> YOUR INSTRUCTIONS: Copy all lines in the material holding the string "manager".

> GIVEN ENTRIES:
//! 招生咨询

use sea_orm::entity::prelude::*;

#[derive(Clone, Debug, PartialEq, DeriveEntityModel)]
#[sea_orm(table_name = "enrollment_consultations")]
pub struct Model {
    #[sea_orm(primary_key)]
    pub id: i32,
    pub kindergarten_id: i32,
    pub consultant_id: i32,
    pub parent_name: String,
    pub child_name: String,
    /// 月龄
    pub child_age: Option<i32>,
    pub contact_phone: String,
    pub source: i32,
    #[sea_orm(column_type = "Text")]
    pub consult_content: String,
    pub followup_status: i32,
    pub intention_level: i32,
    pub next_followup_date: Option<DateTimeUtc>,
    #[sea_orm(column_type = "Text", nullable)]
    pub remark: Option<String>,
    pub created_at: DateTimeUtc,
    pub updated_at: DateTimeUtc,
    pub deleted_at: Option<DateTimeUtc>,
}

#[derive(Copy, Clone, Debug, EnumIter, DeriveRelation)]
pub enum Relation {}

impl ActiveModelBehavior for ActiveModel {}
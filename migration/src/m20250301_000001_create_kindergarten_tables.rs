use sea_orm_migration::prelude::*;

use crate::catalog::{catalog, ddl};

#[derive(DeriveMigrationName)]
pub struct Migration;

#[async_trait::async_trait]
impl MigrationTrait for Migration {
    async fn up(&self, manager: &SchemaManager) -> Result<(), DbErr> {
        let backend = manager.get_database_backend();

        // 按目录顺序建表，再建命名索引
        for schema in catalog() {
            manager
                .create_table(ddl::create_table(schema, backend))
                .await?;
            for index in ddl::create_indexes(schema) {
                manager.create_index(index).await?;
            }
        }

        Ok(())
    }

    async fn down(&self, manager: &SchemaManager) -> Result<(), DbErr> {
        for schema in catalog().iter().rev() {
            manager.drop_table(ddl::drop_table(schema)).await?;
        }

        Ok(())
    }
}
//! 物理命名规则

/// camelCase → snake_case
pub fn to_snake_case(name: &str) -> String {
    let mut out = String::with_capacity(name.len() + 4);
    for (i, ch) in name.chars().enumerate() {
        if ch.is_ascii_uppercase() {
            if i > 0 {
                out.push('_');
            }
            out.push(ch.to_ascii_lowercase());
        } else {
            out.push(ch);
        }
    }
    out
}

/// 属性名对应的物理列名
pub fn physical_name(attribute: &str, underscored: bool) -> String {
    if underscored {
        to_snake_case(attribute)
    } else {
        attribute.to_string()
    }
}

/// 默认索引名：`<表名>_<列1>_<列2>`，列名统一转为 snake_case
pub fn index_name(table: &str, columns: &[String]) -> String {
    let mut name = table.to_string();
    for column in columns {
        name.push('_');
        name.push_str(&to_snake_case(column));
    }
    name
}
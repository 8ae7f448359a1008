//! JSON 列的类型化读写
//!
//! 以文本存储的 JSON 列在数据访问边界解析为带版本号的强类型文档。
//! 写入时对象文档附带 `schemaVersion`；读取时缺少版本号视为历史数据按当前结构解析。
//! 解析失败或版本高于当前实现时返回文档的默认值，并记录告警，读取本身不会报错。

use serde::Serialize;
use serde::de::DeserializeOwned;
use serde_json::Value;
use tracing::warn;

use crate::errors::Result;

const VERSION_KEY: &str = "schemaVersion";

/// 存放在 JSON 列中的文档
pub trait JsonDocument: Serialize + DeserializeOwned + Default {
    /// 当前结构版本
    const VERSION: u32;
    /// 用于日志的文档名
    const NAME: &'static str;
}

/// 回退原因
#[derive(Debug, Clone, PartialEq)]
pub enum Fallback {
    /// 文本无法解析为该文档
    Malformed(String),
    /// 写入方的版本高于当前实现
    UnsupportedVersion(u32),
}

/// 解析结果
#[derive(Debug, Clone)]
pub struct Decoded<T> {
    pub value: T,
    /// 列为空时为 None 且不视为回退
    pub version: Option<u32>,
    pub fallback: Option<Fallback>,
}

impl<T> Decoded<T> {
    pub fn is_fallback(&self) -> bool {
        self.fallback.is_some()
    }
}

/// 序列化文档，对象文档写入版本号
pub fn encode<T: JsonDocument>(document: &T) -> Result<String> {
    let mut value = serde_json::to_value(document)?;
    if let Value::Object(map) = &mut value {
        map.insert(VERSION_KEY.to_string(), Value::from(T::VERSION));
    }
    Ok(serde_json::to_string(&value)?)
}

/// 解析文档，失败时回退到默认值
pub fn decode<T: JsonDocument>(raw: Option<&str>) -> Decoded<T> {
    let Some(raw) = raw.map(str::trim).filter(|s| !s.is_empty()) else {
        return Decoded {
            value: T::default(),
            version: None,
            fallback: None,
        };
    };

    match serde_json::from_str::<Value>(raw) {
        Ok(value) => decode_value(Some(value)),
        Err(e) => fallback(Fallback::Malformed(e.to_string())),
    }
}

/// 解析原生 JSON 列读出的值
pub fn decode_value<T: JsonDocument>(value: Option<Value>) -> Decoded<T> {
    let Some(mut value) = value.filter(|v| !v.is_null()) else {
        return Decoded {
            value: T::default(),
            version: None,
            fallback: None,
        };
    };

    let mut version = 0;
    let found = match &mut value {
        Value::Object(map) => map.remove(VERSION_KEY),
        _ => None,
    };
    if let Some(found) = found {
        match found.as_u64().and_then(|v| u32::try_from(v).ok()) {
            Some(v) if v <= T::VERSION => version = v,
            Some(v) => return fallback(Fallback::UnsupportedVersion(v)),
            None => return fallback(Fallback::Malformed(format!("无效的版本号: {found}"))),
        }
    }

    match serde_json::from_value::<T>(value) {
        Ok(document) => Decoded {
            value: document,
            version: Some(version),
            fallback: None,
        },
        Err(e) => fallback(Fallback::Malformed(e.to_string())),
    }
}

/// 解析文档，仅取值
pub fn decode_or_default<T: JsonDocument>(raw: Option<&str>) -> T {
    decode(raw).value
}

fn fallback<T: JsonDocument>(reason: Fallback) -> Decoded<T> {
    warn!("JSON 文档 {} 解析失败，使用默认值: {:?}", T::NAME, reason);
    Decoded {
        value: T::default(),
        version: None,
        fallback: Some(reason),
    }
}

==

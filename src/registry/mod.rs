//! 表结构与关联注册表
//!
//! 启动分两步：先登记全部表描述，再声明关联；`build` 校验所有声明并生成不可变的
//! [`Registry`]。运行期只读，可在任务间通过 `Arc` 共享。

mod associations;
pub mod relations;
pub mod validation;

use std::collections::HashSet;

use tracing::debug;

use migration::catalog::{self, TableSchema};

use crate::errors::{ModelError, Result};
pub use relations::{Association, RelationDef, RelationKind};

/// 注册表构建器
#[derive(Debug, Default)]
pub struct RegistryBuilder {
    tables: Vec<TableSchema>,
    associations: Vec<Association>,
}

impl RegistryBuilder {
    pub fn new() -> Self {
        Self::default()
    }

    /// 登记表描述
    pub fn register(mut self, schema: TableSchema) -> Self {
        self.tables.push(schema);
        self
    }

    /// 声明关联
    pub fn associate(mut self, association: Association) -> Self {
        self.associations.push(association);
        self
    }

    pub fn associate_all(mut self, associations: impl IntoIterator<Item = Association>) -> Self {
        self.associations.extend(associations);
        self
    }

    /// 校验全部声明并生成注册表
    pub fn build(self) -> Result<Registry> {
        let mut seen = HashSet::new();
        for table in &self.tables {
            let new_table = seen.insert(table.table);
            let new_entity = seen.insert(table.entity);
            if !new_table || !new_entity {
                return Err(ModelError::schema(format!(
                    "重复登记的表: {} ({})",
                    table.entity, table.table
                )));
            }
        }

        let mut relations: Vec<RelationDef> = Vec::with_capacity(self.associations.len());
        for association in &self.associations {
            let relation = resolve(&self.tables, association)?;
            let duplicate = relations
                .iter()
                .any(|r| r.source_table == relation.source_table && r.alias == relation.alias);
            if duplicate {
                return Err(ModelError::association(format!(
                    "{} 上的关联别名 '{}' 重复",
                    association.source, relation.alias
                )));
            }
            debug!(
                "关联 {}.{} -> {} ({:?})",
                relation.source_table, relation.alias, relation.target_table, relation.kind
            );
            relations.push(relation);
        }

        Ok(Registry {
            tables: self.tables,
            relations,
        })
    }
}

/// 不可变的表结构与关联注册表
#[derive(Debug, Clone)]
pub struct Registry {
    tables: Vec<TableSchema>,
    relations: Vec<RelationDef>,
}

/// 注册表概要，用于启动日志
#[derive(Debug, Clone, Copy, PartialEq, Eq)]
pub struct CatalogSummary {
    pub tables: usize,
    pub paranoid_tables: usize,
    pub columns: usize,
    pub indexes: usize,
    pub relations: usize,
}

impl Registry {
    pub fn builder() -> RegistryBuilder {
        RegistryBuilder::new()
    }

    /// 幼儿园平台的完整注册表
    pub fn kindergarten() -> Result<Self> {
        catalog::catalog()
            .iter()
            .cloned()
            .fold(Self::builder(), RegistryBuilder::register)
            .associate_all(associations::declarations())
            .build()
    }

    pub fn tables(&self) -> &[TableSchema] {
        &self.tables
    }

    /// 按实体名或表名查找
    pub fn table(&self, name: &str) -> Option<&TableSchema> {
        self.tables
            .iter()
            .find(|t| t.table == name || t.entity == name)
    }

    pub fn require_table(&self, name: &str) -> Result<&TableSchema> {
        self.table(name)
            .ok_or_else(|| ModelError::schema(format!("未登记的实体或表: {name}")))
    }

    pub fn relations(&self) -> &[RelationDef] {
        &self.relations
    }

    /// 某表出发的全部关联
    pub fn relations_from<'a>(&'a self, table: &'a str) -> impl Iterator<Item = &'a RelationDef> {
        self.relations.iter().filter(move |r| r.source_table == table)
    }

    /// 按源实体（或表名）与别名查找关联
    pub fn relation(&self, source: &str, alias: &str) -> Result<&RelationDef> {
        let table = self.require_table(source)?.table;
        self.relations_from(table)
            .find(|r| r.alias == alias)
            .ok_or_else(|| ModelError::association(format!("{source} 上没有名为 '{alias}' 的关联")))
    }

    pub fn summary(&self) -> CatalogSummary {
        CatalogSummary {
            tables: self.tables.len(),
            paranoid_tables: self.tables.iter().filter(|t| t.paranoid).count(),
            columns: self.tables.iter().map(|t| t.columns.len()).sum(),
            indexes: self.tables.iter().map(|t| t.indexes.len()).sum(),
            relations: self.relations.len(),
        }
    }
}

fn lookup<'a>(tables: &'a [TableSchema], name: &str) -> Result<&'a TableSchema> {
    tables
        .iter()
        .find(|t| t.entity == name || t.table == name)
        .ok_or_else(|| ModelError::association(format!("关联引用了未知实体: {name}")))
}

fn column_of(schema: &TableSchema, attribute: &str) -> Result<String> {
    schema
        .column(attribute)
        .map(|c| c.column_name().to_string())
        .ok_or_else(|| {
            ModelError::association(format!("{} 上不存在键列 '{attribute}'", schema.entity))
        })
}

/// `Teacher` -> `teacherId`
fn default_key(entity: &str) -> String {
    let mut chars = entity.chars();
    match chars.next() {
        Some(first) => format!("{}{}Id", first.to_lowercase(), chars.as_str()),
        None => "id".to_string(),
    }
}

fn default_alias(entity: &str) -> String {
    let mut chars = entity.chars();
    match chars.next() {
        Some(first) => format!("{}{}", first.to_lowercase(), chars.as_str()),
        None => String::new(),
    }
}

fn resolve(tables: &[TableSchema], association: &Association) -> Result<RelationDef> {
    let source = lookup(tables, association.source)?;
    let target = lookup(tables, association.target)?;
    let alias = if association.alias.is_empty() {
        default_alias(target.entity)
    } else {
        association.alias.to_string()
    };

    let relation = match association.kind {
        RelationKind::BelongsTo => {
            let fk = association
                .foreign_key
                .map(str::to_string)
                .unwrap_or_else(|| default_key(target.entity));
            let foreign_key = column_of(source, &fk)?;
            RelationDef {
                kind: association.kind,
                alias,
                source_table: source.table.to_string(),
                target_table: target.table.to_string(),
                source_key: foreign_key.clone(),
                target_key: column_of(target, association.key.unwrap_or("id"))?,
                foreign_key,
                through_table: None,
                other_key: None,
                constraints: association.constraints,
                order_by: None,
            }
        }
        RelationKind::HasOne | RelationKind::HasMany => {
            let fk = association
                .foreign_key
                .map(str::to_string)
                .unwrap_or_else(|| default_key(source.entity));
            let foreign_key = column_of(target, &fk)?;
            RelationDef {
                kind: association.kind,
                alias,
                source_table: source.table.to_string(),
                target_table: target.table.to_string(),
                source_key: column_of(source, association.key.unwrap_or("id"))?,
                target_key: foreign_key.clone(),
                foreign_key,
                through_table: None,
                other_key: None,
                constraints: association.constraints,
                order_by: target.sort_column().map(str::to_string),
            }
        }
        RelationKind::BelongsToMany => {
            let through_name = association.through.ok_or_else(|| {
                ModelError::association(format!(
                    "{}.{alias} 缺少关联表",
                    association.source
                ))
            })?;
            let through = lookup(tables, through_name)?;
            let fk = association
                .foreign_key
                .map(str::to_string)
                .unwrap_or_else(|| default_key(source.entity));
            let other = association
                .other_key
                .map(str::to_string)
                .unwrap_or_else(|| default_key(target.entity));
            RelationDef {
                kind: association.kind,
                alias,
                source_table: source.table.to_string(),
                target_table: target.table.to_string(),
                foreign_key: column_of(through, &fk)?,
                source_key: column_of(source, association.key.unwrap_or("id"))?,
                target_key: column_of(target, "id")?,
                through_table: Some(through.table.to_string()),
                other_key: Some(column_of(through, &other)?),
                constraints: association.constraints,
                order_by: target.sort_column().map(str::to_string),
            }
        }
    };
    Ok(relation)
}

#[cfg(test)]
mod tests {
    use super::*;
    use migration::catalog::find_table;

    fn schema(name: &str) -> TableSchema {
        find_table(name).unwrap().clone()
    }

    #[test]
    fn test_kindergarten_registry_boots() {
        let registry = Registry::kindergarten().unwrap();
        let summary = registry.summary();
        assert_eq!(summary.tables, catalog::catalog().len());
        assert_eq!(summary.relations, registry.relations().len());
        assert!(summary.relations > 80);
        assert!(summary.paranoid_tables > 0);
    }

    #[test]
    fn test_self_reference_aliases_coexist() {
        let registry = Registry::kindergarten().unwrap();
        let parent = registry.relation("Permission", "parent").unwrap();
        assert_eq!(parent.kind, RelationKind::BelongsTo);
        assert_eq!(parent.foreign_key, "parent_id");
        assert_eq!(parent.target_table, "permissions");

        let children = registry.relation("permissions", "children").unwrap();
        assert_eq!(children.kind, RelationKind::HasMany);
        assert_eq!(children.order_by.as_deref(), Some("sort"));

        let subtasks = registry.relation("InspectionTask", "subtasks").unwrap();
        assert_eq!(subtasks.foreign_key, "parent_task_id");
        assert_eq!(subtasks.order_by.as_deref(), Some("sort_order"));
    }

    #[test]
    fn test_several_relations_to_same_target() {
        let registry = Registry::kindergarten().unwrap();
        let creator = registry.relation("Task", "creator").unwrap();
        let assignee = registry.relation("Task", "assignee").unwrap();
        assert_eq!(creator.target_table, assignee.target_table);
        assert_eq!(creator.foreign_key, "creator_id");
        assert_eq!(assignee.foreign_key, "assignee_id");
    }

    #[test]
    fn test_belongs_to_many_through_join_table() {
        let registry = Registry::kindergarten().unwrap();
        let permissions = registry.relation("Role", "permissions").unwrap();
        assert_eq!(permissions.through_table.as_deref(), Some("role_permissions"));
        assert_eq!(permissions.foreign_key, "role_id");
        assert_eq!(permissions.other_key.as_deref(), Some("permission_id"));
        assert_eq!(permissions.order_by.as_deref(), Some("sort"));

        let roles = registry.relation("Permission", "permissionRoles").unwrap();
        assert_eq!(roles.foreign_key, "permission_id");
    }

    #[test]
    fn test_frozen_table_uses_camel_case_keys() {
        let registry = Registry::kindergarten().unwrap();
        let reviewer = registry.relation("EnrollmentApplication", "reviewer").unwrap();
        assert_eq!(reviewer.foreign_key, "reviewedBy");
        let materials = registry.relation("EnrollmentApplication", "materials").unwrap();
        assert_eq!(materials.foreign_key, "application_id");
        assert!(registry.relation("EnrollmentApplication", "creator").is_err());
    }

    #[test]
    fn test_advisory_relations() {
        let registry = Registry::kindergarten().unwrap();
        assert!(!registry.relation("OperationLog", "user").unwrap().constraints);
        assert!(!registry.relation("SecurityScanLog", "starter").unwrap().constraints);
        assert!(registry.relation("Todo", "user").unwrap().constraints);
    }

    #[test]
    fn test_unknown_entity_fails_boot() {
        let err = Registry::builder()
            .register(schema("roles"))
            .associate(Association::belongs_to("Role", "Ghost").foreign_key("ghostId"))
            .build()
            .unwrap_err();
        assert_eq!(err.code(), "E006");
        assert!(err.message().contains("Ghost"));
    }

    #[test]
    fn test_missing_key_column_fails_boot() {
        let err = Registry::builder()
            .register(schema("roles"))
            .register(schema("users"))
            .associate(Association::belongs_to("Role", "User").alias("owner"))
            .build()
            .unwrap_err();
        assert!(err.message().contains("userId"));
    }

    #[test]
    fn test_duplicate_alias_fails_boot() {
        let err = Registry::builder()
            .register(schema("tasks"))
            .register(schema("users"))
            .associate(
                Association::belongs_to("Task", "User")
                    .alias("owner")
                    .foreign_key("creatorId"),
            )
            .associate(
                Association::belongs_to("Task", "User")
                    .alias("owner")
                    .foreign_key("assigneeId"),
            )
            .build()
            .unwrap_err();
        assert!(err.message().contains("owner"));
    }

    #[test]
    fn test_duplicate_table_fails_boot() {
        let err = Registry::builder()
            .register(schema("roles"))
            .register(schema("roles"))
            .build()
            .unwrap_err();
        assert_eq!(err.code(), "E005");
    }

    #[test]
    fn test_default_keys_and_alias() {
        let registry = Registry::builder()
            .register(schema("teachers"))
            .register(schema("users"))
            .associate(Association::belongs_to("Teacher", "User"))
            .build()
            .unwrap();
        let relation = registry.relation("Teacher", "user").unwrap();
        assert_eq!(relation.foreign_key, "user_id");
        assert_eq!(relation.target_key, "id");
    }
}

---

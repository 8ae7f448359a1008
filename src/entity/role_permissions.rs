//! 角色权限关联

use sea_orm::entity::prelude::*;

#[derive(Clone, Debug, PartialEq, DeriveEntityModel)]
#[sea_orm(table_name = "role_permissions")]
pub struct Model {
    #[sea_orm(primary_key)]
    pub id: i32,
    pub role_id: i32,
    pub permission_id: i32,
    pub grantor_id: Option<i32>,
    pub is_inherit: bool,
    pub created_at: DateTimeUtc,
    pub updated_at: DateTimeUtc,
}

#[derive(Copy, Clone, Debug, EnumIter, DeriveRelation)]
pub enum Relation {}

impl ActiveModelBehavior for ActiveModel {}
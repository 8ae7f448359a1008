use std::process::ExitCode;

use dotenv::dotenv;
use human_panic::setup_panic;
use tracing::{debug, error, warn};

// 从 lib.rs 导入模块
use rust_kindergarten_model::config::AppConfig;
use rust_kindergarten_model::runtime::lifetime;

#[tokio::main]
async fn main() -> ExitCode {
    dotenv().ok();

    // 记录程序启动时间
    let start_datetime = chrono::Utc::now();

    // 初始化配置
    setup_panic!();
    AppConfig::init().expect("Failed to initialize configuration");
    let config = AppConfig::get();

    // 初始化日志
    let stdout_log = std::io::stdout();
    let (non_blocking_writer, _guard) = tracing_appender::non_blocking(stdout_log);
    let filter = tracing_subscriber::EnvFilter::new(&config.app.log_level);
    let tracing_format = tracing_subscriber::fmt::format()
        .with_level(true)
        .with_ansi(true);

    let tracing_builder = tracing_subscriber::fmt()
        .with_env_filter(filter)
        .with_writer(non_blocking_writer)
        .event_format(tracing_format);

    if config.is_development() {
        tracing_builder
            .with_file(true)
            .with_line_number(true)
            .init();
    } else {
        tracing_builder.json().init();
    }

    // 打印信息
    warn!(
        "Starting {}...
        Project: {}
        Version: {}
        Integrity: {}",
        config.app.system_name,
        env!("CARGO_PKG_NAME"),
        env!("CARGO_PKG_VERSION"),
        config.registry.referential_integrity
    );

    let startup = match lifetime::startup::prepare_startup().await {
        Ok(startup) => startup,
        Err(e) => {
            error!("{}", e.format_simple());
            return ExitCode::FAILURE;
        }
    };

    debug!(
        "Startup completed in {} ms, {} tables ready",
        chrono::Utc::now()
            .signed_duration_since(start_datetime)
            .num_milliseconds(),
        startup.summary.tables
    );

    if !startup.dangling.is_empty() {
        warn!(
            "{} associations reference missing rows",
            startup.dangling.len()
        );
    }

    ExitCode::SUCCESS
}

> TASK OUTPUT:
    async fn up(&self, manager: &SchemaManager) -> Result<(), DbErr> {
        let backend = manager.get_database_backend();
            manager
                manager.create_index(index).await?;
    async fn down(&self, manager: &SchemaManager) -> Result<(), DbErr> {
            manager.drop_table(ddl::drop_table(schema)).await?;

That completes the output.